In the vibrant, ever-evolving tapestry of Brooklyn’s Williamsburg neighborhood, where cobblestone streets once echoed with the footsteps of Italian immigrants and now buzz with hipsters sipping craft coffee, the Giglio Feast stands as a timeless beacon of faith, community, and sheer physical endurance. This annual spectacle, formally known as the Feast of Our Lady of Mount Carmel and St. Paulinus, traces its roots back over 1,500 years to the Italian town of Nola, where legend tells of Bishop Paolino (St. Paulinus) offering himself in exchange for captives taken by North African invaders around 410 AD. Upon his triumphant return, villagers greeted him with lilies (gigli in Italian), birthing a tradition of parading elaborate towers adorned with flowers. When waves of Nolani immigrants arrived in Brooklyn in the late 19th century, fleeing poverty and seeking opportunity in America’s industrial boom, they carried this devotion across the Atlantic. The first Giglio procession in Williamsburg dates to 1903, organized by the fledgling Our Lady of Mount Carmel Church, blending religious fervor with cultural pride in a borough teeming with factories, tenements, and the aroma of simmering ragù from kitchen windows.
By the 1950s, as Brooklyn emerged from the shadows of World War II with GIs returning home, baby boomers filling playgrounds, and the Dodgers still calling Ebbets Field home, the Giglio Feast had solidified into a cornerstone of Italian-American life. The war had disrupted traditions—many young men were overseas, and resources were scarce—but a resurgence came in 1949 with the dedication of a new church at Havemeyer and North 8th Streets, replacing one destroyed by fire in the 1930s.
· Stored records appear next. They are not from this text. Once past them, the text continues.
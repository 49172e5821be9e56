//! # Búsqueda de Puerto Libre
//! src/ports.rs
//!
//! Este módulo busca el primer puerto TCP libre en una ventana acotada,
//! probando con un bind que se libera de inmediato.
//!
//! El sondeo tiene una carrera inherente: un puerto libre ahora puede
//! estar ocupado cuando el servidor haga el bind real. El bind real es
//! la comprobación autoritativa; `server::tcp` reintenta con el
//! siguiente candidato si el puerto elegido se ocupó en el intervalo.

use crate::error::ServerError;
use std::net::TcpListener;

/// Cantidad de puertos consecutivos que se prueban desde el inicial
pub const PORT_SCAN_WINDOW: u16 = 100;

/// Verifica si un puerto está disponible en el host indicado
///
/// Hace un bind de prueba y lo libera de inmediato.
///
/// # Ejemplo
/// ```
/// use meditation_server::ports::check_port_available;
/// use std::net::TcpListener;
///
/// let ocupado = TcpListener::bind("127.0.0.1:0").unwrap();
/// let port = ocupado.local_addr().unwrap().port();
///
/// assert!(!check_port_available("127.0.0.1", port));
/// ```
pub fn check_port_available(host: &str, port: u16) -> bool {
    TcpListener::bind((host, port)).is_ok()
}

/// Busca el primer puerto libre en `[start, start + PORT_SCAN_WINDOW)`
///
/// # Errores
///
/// Retorna `ServerError::NoPortAvailable` si todos los puertos de la
/// ventana están ocupados.
pub fn find_available_port(host: &str, start: u16) -> Result<u16, ServerError> {
    find_available_port_in(host, start, PORT_SCAN_WINDOW)
}

/// Variante con ventana explícita, usada por los tests y el reintento
/// del bind real
pub fn find_available_port_in(host: &str, start: u16, window: u16) -> Result<u16, ServerError> {
    let end = start.saturating_add(window);

    for port in start..end {
        if check_port_available(host, port) {
            return Ok(port);
        }
    }

    Err(ServerError::NoPortAvailable { start, end })
}

#[cfg(test)]
mod tests {
    use super::*;
    use std::net::TcpListener;

    /// Helper: ocupa un puerto efímero y lo retorna junto al listener
    fn occupy_port() -> (TcpListener, u16) {
        let listener = TcpListener::bind("127.0.0.1:0").expect("bind");
        let port = listener.local_addr().unwrap().port();
        (listener, port)
    }

    #[test]
    fn test_check_port_occupied() {
        let (_guard, port) = occupy_port();
        assert!(!check_port_available("127.0.0.1", port));
    }

    #[test]
    fn test_check_port_free_after_release() {
        let (guard, port) = occupy_port();
        drop(guard);
        // Liberado el listener, el sondeo debe poder enlazarlo
        assert!(check_port_available("127.0.0.1", port));
    }

    #[test]
    fn test_find_skips_occupied_port() {
        let (_guard, port) = occupy_port();

        // Nunca debe retornar el puerto ocupado
        if let Ok(found) = find_available_port_in("127.0.0.1", port, 3) {
            assert_ne!(found, port);
            assert!(found > port && found < port + 3);
        }
    }

    #[test]
    fn test_find_returns_start_when_free() {
        // Conseguir un puerto libre y soltarlo antes de buscar
        let (guard, port) = occupy_port();
        drop(guard);

        let found = find_available_port_in("127.0.0.1", port, 3).expect("free port");
        assert_eq!(found, port);
    }

    #[test]
    fn test_no_port_available_when_window_occupied() {
        let (_guard, port) = occupy_port();

        // Ventana de tamaño 1 completamente ocupada
        let result = find_available_port_in("127.0.0.1", port, 1);
        assert!(matches!(result, Err(ServerError::NoPortAvailable { .. })));
    }

    #[test]
    fn test_window_bounds_in_error() {
        let (_guard, port) = occupy_port();

        match find_available_port_in("127.0.0.1", port, 1) {
            Err(ServerError::NoPortAvailable { start, end }) => {
                assert_eq!(start, port);
                assert_eq!(end, port + 1);
            }
            other => panic!("expected NoPortAvailable, got {:?}", other),
        }
    }
}
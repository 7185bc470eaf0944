use glam::DVec3;

use crate::{allocator::Allocator, error::Error, topol::CoherentTriangulation};

impl CoherentTriangulation {
    /// Make a regular grid of `nx` by `ny` squares in the XY plane, each split
    /// into two triangles. The node at column `i` and row `j` has index
    /// `j * (nx + 1) + i` and is at `(i, j, 0) * spacing`.
    ///
    /// ```text
    ///   v01-----v11
    ///    |  \    |
    ///    |    \  |
    ///   v00-----v10
    /// ```
    pub fn grid(nx: u32, ny: u32, spacing: f64) -> Result<Self, Error> {
        let nnodes = (nx as usize + 1) * (ny as usize + 1);
        let ntriangles = 2 * nx as usize * ny as usize;
        let mut mesh = Self::with_capacity(nnodes, ntriangles, Allocator::default());
        for j in 0..=ny {
            for i in 0..=nx {
                mesh.add_node(DVec3::new(i as f64, j as f64, 0.) * spacing);
            }
        }
        for j in 0..ny {
            for i in 0..nx {
                let v00 = j * (nx + 1) + i;
                let v10 = v00 + 1;
                let v01 = v00 + nx + 1;
                let v11 = v01 + 1;
                mesh.add_triangle(v00.into(), v10.into(), v01.into())?;
                mesh.add_triangle(v10.into(), v11.into(), v01.into())?;
            }
        }
        Ok(mesh)
    }

    /// Make a closed tetrahedron with outward facing triangles.
    ///
    /// ```text
    ///        3
    ///       /|\
    ///      / | \
    ///     /  2  \
    ///    / /   \ \
    ///   0---------1
    /// ```
    pub fn tetrahedron() -> Result<Self, Error> {
        const POS: [[f64; 3]; 4] = [[0., 0., 0.], [1., 0., 0.], [0., 1., 0.], [0., 0., 1.]];
        const IDX: [(u32, u32, u32); 4] = [(0, 2, 1), (0, 1, 3), (1, 2, 3), (0, 3, 2)];
        let mut mesh = Self::with_capacity(4, 4, Allocator::default());
        for p in POS {
            mesh.add_node(DVec3::from_array(p));
        }
        for (a, b, c) in IDX {
            mesh.add_triangle(a.into(), b.into(), c.into())?;
        }
        Ok(mesh)
    }
}
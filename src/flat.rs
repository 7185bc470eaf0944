use glam::{DVec2, DVec3, Vec3};

use crate::{
    allocator::Allocator,
    element::{slot, NH},
    error::Error,
    topol::CoherentTriangulation,
};

/// Compact triangulation, with dense node indices and no connectivity.
///
/// This is how triangulations are exchanged with code that produces or
/// consumes them. Optional per-node attributes must have one entry per point.
#[derive(Debug, Clone, Default, PartialEq)]
#[cfg_attr(feature = "serde", derive(serde::Serialize, serde::Deserialize))]
pub struct FlatTriangulation {
    pub points: Vec<DVec3>,
    pub triangles: Vec<[u32; 3]>,
    pub normals: Option<Vec<Vec3>>,
    pub uvs: Option<Vec<DVec2>>,
    pub deflection: f64,
}

impl CoherentTriangulation {
    /// Build a coherent triangulation from a flat one. Node `i` and triangle
    /// `i` of the result correspond to point `i` and triangle `i` of
    /// `flat`. Links are not computed.
    pub fn from_flat(flat: &FlatTriangulation, alloc: Allocator) -> Result<Self, Error> {
        for attr_len in [
            flat.normals.as_ref().map(|v| v.len()),
            flat.uvs.as_ref().map(|v| v.len()),
        ]
        .into_iter()
        .flatten()
        {
            if attr_len != flat.points.len() {
                return Err(Error::MismatchedArrayLengths(flat.points.len(), attr_len));
            }
        }
        let npoints = flat.points.len();
        if let Some((ti, &index)) = flat.triangles.iter().enumerate().find_map(|(ti, tri)| {
            tri.iter()
                .find(|i| **i as usize >= npoints)
                .map(|i| (ti, i))
        }) {
            return Err(Error::InvalidFlatIndex {
                triangle: ti,
                index,
            });
        }
        let mut mesh = Self::with_capacity(npoints, flat.triangles.len(), alloc);
        mesh.set_deflection(flat.deflection);
        for (i, p) in flat.points.iter().enumerate() {
            let n = mesh.add_node(*p);
            let node = mesh.node_mut(n)?;
            if let Some(normals) = &flat.normals {
                node.set_normal(normals[i]);
            }
            if let Some(uvs) = &flat.uvs {
                node.set_uv(uvs[i]);
            }
        }
        for &[a, b, c] in &flat.triangles {
            mesh.add_triangle(a.into(), b.into(), c.into())?;
        }
        tracing::debug!(
            nodes = npoints,
            triangles = flat.triangles.len(),
            "imported flat triangulation"
        );
        Ok(mesh)
    }

    /// Export the live part of this triangulation.
    ///
    /// Free nodes and empty triangles are skipped, and the remaining ones are
    /// renumbered densely in increasing order of their handles. Normals and
    /// parameters are exported only if every exported node has one.
    pub fn to_flat(&self) -> FlatTriangulation {
        let mut remap: Vec<Option<u32>> = vec![None; self.nodes.len()];
        let mut points = Vec::with_capacity(self.num_nodes());
        let mut normals = Some(Vec::with_capacity(self.num_nodes()));
        let mut uvs = Some(Vec::with_capacity(self.num_nodes()));
        for (n, node) in self.nodes() {
            remap[slot(n)] = Some(points.len() as u32);
            points.push(node.point());
            normals = normals.zip(node.normal()).map(|(mut v, x)| {
                v.push(x);
                v
            });
            uvs = uvs.zip(node.uv()).map(|(mut v, x)| {
                v.push(x);
                v
            });
        }
        let triangles: Vec<[u32; 3]> = self
            .triangles()
            .filter_map(|(_, tri)| tri.nodes())
            .filter_map(|nodes: [NH; 3]| {
                Some([
                    remap[slot(nodes[0])]?,
                    remap[slot(nodes[1])]?,
                    remap[slot(nodes[2])]?,
                ])
            })
            .collect();
        tracing::debug!(
            nodes = points.len(),
            triangles = triangles.len(),
            free = self.nodes.len() - points.len(),
            "exported flat triangulation"
        );
        let has_points = !points.is_empty();
        FlatTriangulation {
            points,
            triangles,
            normals: normals.filter(|_| has_points),
            uvs: uvs.filter(|_| has_points),
            deflection: self.deflection(),
        }
    }
}

impl TryFrom<&FlatTriangulation> for CoherentTriangulation {
    type Error = Error;

    fn try_from(flat: &FlatTriangulation) -> Result<Self, Self::Error> {
        Self::from_flat(flat, Allocator::default())
    }
}

impl From<&CoherentTriangulation> for FlatTriangulation {
    fn from(mesh: &CoherentTriangulation) -> Self {
        mesh.to_flat()
    }
}

/// Number of distinct sides of a flat triangulation. Used to compare
/// connectivity up to renumbering.
#[cfg(test)]
pub(crate) fn count_sides(flat: &FlatTriangulation) -> usize {
    let mut sides: Vec<(u32, u32)> = flat
        .triangles
        .iter()
        .flat_map(|t| [(t[0], t[1]), (t[1], t[2]), (t[2], t[0])])
        .map(|(a, b)| (a.min(b), a.max(b)))
        .collect();
    sides.sort();
    sides.dedup();
    sides.len()
}

#[cfg(test)]
mod test {
    use glam::{DVec2, DVec3, Vec3};

    use super::{count_sides, FlatTriangulation};
    use crate::{
        error::Error,
        topol::test::{fan, unit_square},
        Allocator, CoherentTriangulation,
    };

    fn square_flat() -> FlatTriangulation {
        FlatTriangulation {
            points: vec![
                DVec3::new(0., 0., 0.),
                DVec3::new(1., 0., 0.),
                DVec3::new(0., 1., 0.),
                DVec3::new(1., 1., 0.),
            ],
            triangles: vec![[0, 1, 2], [1, 3, 2]],
            normals: None,
            uvs: None,
            deflection: 0.5,
        }
    }

    #[test]
    fn t_from_flat() {
        let mesh = CoherentTriangulation::from_flat(&square_flat(), Allocator::default())
            .expect("Cannot import");
        assert_eq!(mesh.num_nodes(), 4);
        assert_eq!(mesh.num_triangles(), 2);
        assert_eq!(mesh.deflection(), 0.5);
        assert!(!mesh.has_links());
        assert_eq!(
            mesh.triangle(0.into()).expect("Cannot read").neighbor(0),
            Some(1.into())
        );
        mesh.check().expect("Invalid topology");
    }

    #[test]
    fn t_from_flat_errors() {
        let mut flat = square_flat();
        flat.triangles.push([1, 2, 7]);
        assert_eq!(
            CoherentTriangulation::try_from(&flat).err(),
            Some(Error::InvalidFlatIndex {
                triangle: 2,
                index: 7
            })
        );
        let mut flat = square_flat();
        flat.normals = Some(vec![Vec3::Z; 3]);
        assert_eq!(
            CoherentTriangulation::try_from(&flat).err(),
            Some(Error::MismatchedArrayLengths(4, 3))
        );
        let mut flat = square_flat();
        flat.triangles.push([0, 0, 3]);
        assert_eq!(
            CoherentTriangulation::try_from(&flat).err(),
            Some(Error::DegenerateTriangle([0.into(), 0.into(), 3.into()]))
        );
    }

    #[test]
    fn t_round_trip() {
        let flat = square_flat();
        let mesh = CoherentTriangulation::try_from(&flat).expect("Cannot import");
        assert_eq!(mesh.to_flat(), flat);
    }

    #[test]
    fn t_export_compacts() {
        let mut mesh = fan();
        mesh.remove_triangle(1.into()).expect("Cannot remove");
        mesh.remove_triangle(2.into()).expect("Cannot remove");
        let flat = FlatTriangulation::from(&mesh);
        // Node 3 is free and is dropped, node 4 takes its place.
        assert_eq!(flat.points.len(), 4);
        assert_eq!(flat.points[3], DVec3::new(0., -1., 0.));
        assert_eq!(flat.triangles, vec![[0, 1, 2], [0, 3, 1]]);
        assert_eq!(count_sides(&flat), 5);
        let copy = CoherentTriangulation::try_from(&flat).expect("Cannot import");
        assert_eq!(copy.num_triangles(), 2);
        copy.check().expect("Invalid topology");
    }

    #[test]
    fn t_export_attributes() {
        let mut mesh = unit_square();
        for i in 0u32..4 {
            let node = mesh.node_mut(i.into()).expect("Cannot read node");
            node.set_normal(Vec3::Z);
            node.set_uv(DVec2::new(i as f64, 0.));
        }
        let flat = mesh.to_flat();
        assert_eq!(flat.normals, Some(vec![Vec3::Z; 4]));
        assert_eq!(flat.uvs.as_ref().map(|v| v[3]), Some(DVec2::new(3., 0.)));
        let back = CoherentTriangulation::try_from(&flat).expect("Cannot import");
        assert_eq!(back.node(2.into()).expect("Cannot read").normal(), Some(Vec3::Z));
        // One node without a normal drops all normals.
        mesh.node_mut(1.into()).expect("Cannot read node").clear_normal();
        let flat = mesh.to_flat();
        assert_eq!(flat.normals, None);
        assert!(flat.uvs.is_some());
    }
}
In the ’50s, the feast expanded under the parish’s organization, drawing thousands to the July celebrations. Picture the scene: streets lined with red, white, and green banners, vendors hawking zeppole and sausage heroes, and brass bands marching alongside floats. The highlight was always the “lifting” of the Giglio—a towering, 65-to-75-foot structure weighing up to four tons, crafted from wood and papier-mâché, topped with statues of saints and festooned with lilies. Over 100 “lifters”—burly men from the community, clad in white shirts and caps—hoisted it on their shoulders using synchronized chants of “Uno, due, tre!” led by a capoparanza (head lifter). It danced through the streets in a rhythmic sway, symbolizing the bishop’s boat returning to shore. For kids in poodle skirts or crew cuts, it was magic; for adults amid the Cold War anxieties and suburban dreams, it reaffirmed heritage in a changing city.
The 1960s brought a golden era of abundance, with Williamsburg’s Italian enclave thriving amid Kennedy’s Camelot and the Beatles’ invasion. The feast grew more elaborate, incorporating a “boat” float alongside the Giglio, carried in a similar fashion to honor the saint’s maritime legend. Parades featured Turkish marching bands—a nod to the invaders in the story—and fireworks lit up the night sky over the East River. Attendance swelled as families from across Brooklyn and beyond joined, turning North 8th Street into a carnival of rides, games, and religious processions. Yet, beneath the joy, shifts loomed: the Verrazano Bridge opened in 1964, easing suburban exodus, and civil rights movements stirred social changes. Still, the Giglio’s lift remained a rite of passage for young men, building camaraderie and strength in an age of muscle cars and moon landings.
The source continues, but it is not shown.